新しく犬や猫を迎えたご家庭では、ワクチン接種のことを考える機会があるかと思います。
今回は、感染リスクの高い子犬・子猫のワクチンの接種時期について、よくいただくご質問を通して解説します。
*そもそもワクチン接種は必要なの?
近年はワクチン接種普及の効果もあって、数十年前と比較するとワクチンで予防できる感染症の流行は目立たなくなっています。
しかし、現在も致死的な感染症で亡くなる子犬・子猫が存在することは確かであり、ワクチンは、そうした被害を最小限にするために必要です。
*子犬・子猫のワクチンはなぜ複数回接種するの?
生まれたばかりの子犬・子猫は、感染症から身を守るための抗体を持っていません。
一方、出産直後の母親から出る母乳(初乳)には抗体が豊富に含まれており、子犬・子猫は初乳を飲むことで、抗体を手に入れます。
この抗体を移行抗体と呼び、ウイルスなどが体内に入ってきた際に戦ってくれる味方となります。
したがって、幼児期の犬猫は母親からもらった移行抗体のバリア機能に守られている状態です。
それではなぜワクチンを接種するのでしょうか?
図に示したように、母親から譲り受けた移行抗体は体内に定着することができず、生後2カ月齢(8週齢前後)から段々と量が減り始めます。
するとバリアがどんどん弱くなり、感染症にかかりやすくなってしまうのです。
ここで重要となってくるのが、ワクチン接種です。
ワクチンを接種すると、今度は自分の力で作った抗体が体内に増え、弱まったバリアが再び強化されます。
こうして免疫を完成させることが子犬・子猫におけるワクチン接種の目的となります。
しかし、ここでひとつ問題があります。
移行抗体が減ってきていても、一定以上の量が残っている場合、ワクチンに対してもバリア機能を働かせてしまいます。
その結果、ワクチン由来の抗体が体内で増えず、バリアが弱まったままとなります(これをワクチンブレイクといいます)。
つまり、ワクチン接種により十分な抗体を手に入れるためには、移行抗体がある程度少なくなったタイミングを狙う必要があります。
ただ、移行抗体が減るペースには個体差があるため、1回のワクチン接種のみで、抗体の減ったタイミングを狙うことはできません。

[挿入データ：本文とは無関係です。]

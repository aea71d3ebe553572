//! Patient cohort model and annotation loading
//!
//! A cohort maps patient identifiers to their outcome labels and collection
//! site. Annotation documents are JSON objects keyed by patient:
//!
//! ```json
//! { "TCGA-01": { "subtype": "LUAD", "stage": 2, "site": "A1" } }
//! ```
//!
//! Scalar values (string, number, boolean) are stored as strings. The `site`
//! attribute fills [`Patient::site`]; every other attribute is an outcome.

use std::collections::BTreeSet;
use std::path::Path;

use indexmap::IndexMap;
use serde::{Deserialize, Serialize};
use serde_json::Value;
use thiserror::Error;
use tracing::debug;

/// Attribute name holding a patient's collection site
pub const SITE_KEY: &str = "site";

/// Errors that can occur when building or querying a cohort
#[derive(Debug, Error)]
pub enum CohortError {
    #[error("Invalid annotations: {0}")]
    Parse(#[from] serde_json::Error),

    #[error("Patient '{patient}' attribute '{key}' is not a scalar value")]
    NonScalar { patient: String, key: String },

    #[error("Patient '{patient}' has no attribute '{key}'")]
    MissingAttribute { patient: String, key: String },

    #[error("IO error: {0}")]
    IoError(#[from] std::io::Error),
}

/// Outcome labels and site for a single patient
#[derive(Debug, Clone, Default, PartialEq, Eq, Serialize, Deserialize)]
pub struct Patient {
    /// Outcome name -> categorical label
    #[serde(default)]
    pub outcomes: IndexMap<String, String>,
    /// Originating site, if annotated
    #[serde(default, skip_serializing_if = "Option::is_none")]
    pub site: Option<String>,
}

impl Patient {
    pub fn new() -> Self {
        Self::default()
    }

    pub fn with_outcome(mut self, key: impl Into<String>, label: impl Into<String>) -> Self {
        self.outcomes.insert(key.into(), label.into());
        self
    }

    pub fn with_site(mut self, site: impl Into<String>) -> Self {
        self.site = Some(site.into());
        self
    }

    pub fn outcome(&self, key: &str) -> Option<&str> {
        self.outcomes.get(key).map(String::as_str)
    }
}

/// Insertion-ordered mapping from patient id to [`Patient`]
#[derive(Debug, Clone, Default, PartialEq, Eq, Serialize, Deserialize)]
#[serde(transparent)]
pub struct Cohort {
    patients: IndexMap<String, Patient>,
}

impl Cohort {
    pub fn new() -> Self {
        Self::default()
    }

    /// Parse an annotations document
    pub fn from_json_str(json: &str) -> Result<Self, CohortError> {
        let raw: IndexMap<String, IndexMap<String, Value>> = serde_json::from_str(json)?;
        let mut cohort = Self::new();

        for (id, attributes) in raw {
            let mut patient = Patient::new();
            for (key, value) in attributes {
                let Some(text) = scalar_to_string(&value).ok_or_else(|| CohortError::NonScalar {
                    patient: id.clone(),
                    key: key.clone(),
                })?
                else {
                    continue;
                };
                if key == SITE_KEY {
                    patient.site = Some(text);
                } else {
                    patient.outcomes.insert(key, text);
                }
            }
            cohort.insert(id, patient);
        }

        debug!("Parsed cohort with {} patients", cohort.len());
        Ok(cohort)
    }

    /// Read and parse an annotations file
    pub fn from_json_file(path: &Path) -> Result<Self, CohortError> {
        let json = std::fs::read_to_string(path)?;
        Self::from_json_str(&json)
    }

    /// Add or replace a patient
    pub fn insert(&mut self, id: impl Into<String>, patient: Patient) -> Option<Patient> {
        self.patients.insert(id.into(), patient)
    }

    pub fn get(&self, id: &str) -> Option<&Patient> {
        self.patients.get(id)
    }

    pub fn len(&self) -> usize {
        self.patients.len()
    }

    pub fn is_empty(&self) -> bool {
        self.patients.is_empty()
    }

    /// Patient ids in insertion order
    pub fn ids(&self) -> impl Iterator<Item = &str> {
        self.patients.keys().map(String::as_str)
    }

    pub fn iter(&self) -> impl Iterator<Item = (&str, &Patient)> {
        self.patients.iter().map(|(id, p)| (id.as_str(), p))
    }

    /// Label of `id` under `key`
    pub fn label(&self, id: &str, key: &str) -> Result<&str, CohortError> {
        self.get(id)
            .and_then(|p| p.outcome(key))
            .ok_or_else(|| CohortError::MissingAttribute {
                patient: id.to_string(),
                key: key.to_string(),
            })
    }

    /// Site of `id`
    pub fn site(&self, id: &str) -> Result<&str, CohortError> {
        self.get(id)
            .and_then(|p| p.site.as_deref())
            .ok_or_else(|| CohortError::MissingAttribute {
                patient: id.to_string(),
                key: SITE_KEY.to_string(),
            })
    }

    /// Distinct labels under `key`, sorted
    pub fn labels(&self, key: &str) -> Result<Vec<String>, CohortError> {
        let mut labels = BTreeSet::new();
        for id in self.ids() {
            labels.insert(self.label(id, key)?.to_string());
        }
        Ok(labels.into_iter().collect())
    }

    /// Distinct annotated sites, sorted
    pub fn sites(&self) -> Vec<String> {
        self.patients
            .values()
            .filter_map(|p| p.site.clone())
            .collect::<BTreeSet<_>>()
            .into_iter()
            .collect()
    }
}

impl<S: Into<String>> FromIterator<(S, Patient)> for Cohort {
    fn from_iter<I: IntoIterator<Item = (S, Patient)>>(iter: I) -> Self {
        Self {
            patients: iter.into_iter().map(|(id, p)| (id.into(), p)).collect(),
        }
    }
}

/// `Some(None)` for null, `None` for arrays/objects
fn scalar_to_string(value: &Value) -> Option<Option<String>> {
    match value {
        Value::Null => Some(None),
        Value::String(s) => Some(Some(s.clone())),
        Value::Number(n) => Some(Some(n.to_string())),
        Value::Bool(b) => Some(Some(b.to_string())),
        Value::Array(_) | Value::Object(_) => None,
    }
}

その代わりに複数回のワクチン接種を行うことで、適切なタイミングを逃さないようにします。
*ワクチン接種の間隔はどのくらいがいいの?
感染症にかかるリスクによって多少変わりますが、子犬・子猫ともに基本的には4週間(1ヵ月)毎に複数回接種し、生後4ヵ月齢で1年目の接種スケジュールが完了します。
最終接種の1年後に追加接種を行います。